▸ **TASK TO COMPLETE**
Reproduce exactly the lines below, from the first through the one containing "matches!(self, PermissionState::Granted)", and nothing more.

⁂

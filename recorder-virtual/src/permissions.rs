//! Simulated media permission prompt.
//!
//! A real platform asks the user once per origin; until then device labels
//! are withheld and capture calls trigger the prompt. The virtual platform
//! models the same three states and answers the prompt with a scripted
//! response.

use std::fmt;

use recorder_core::models::error::RecorderError;

/// Capture permission as seen by the page.
#[derive(Debug, Clone, Copy, PartialEq, Eq, Default)]
pub enum PermissionState {
    /// Not asked yet. Labels are hidden; capture triggers the prompt.
    #[default]
    Prompt,
    Granted,
    Denied,
}

impl PermissionState {
    pub fn is_granted(&self) -> bool {
        matches!(self, PermissionState::Granted)
    }

    pub fn as_str(&self) -> &'static str {
        match self {
            PermissionState::Prompt => "prompt",
            PermissionState::Granted => "granted",
            PermissionState::Denied => "denied",
        }
    }
}

impl fmt::Display for PermissionState {
    fn fmt(&self, f: &mut fmt::Formatter<'_>) -> fmt::Result {
        f.write_str(self.as_str())
    }
}

/// How the simulated user answers the permission prompt.
#[derive(Debug, Clone, Copy, PartialEq, Eq, Default)]
pub enum PromptResponse {
    #[default]
    Allow,
    Block,
    /// Closed without answering: the capture fails but the prompt is shown
    /// again next time.
    Dismiss,
}

/// Resolve a capture request against the current permission.
///
/// Returns the state after the (possible) prompt, or `PermissionDenied`.
pub fn request_access(
    current: PermissionState,
    response: PromptResponse,
) -> Result<PermissionState, RecorderError> {
    match current {
        PermissionState::Granted => Ok(PermissionState::Granted),
        PermissionState::Denied => Err(RecorderError::PermissionDenied),
        PermissionState::Prompt => match response {
            PromptResponse::Allow => {
                log::info!("Media permission granted");
                Ok(PermissionState::Granted)
            }
            PromptResponse::Block => {
                log::warn!("Media permission blocked by user");
                Err(RecorderError::PermissionDenied)
            }
            PromptResponse::Dismiss => {
                log::warn!("Media permission prompt dismissed");
                Err(RecorderError::PermissionDenied)
            }
        },
    }
}

/// State to remember after a failed request.
pub fn state_after_refusal(current: PermissionState, response: PromptResponse) -> PermissionState {
    match (current, response) {
        (PermissionState::Prompt, PromptResponse::Dismiss) => PermissionState::Prompt,
        _ => PermissionState::Denied,
    }
}

#[cfg(test)]
mod tests {
    use super::*;

    #[test]
    fn granted_skips_the_prompt() {
        assert_eq!(
            request_access(PermissionState::Granted, PromptResponse::Block),
            Ok(PermissionState::Granted)
        );
    }

    #[test]
    fn denied_never_prompts_again() {
        assert_eq!(
            request_access(PermissionState::Denied, PromptResponse::Allow),
            Err(RecorderError::PermissionDenied)
        );
    }

    #[test]
    fn prompt_resolves_with_response() {
        assert_eq!(
            request_access(PermissionState::Prompt, PromptResponse::Allow),
            Ok(PermissionState::Granted)
        );
        assert!(request_access(PermissionState::Prompt, PromptResponse::Block).is_err());
    }

    #[test]
    fn dismissal_keeps_prompt_state() {
        assert_eq!(
            state_after_refusal(PermissionState::Prompt, PromptResponse::Dismiss),
            PermissionState::Prompt
        );
        assert_eq!(
            state_after_refusal(PermissionState::Prompt, PromptResponse::Block),
            PermissionState::Denied
        );
    }
}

⁂

▸ **EXERCISE SOLUTION**
filename recorder-virtual/src/permissions.rs
//! Simulated media permission prompt.
//!
//! A real platform asks the user once per origin; until then device labels
//! are withheld and capture calls trigger the prompt. The virtual platform
//! models the same three states and answers the prompt with a scripted
//! response.

use std::fmt;

use recorder_core::models::error::RecorderError;

/// Capture permission as seen by the page.
#[derive(Debug, Clone, Copy, PartialEq, Eq, Default)]
pub enum PermissionState {
    /// Not asked yet. Labels are hidden; capture triggers the prompt.
    #[default]
    Prompt,
    Granted,
    Denied,
}

impl PermissionState {
    pub fn is_granted(&self) -> bool {
        matches!(self, PermissionState::Granted)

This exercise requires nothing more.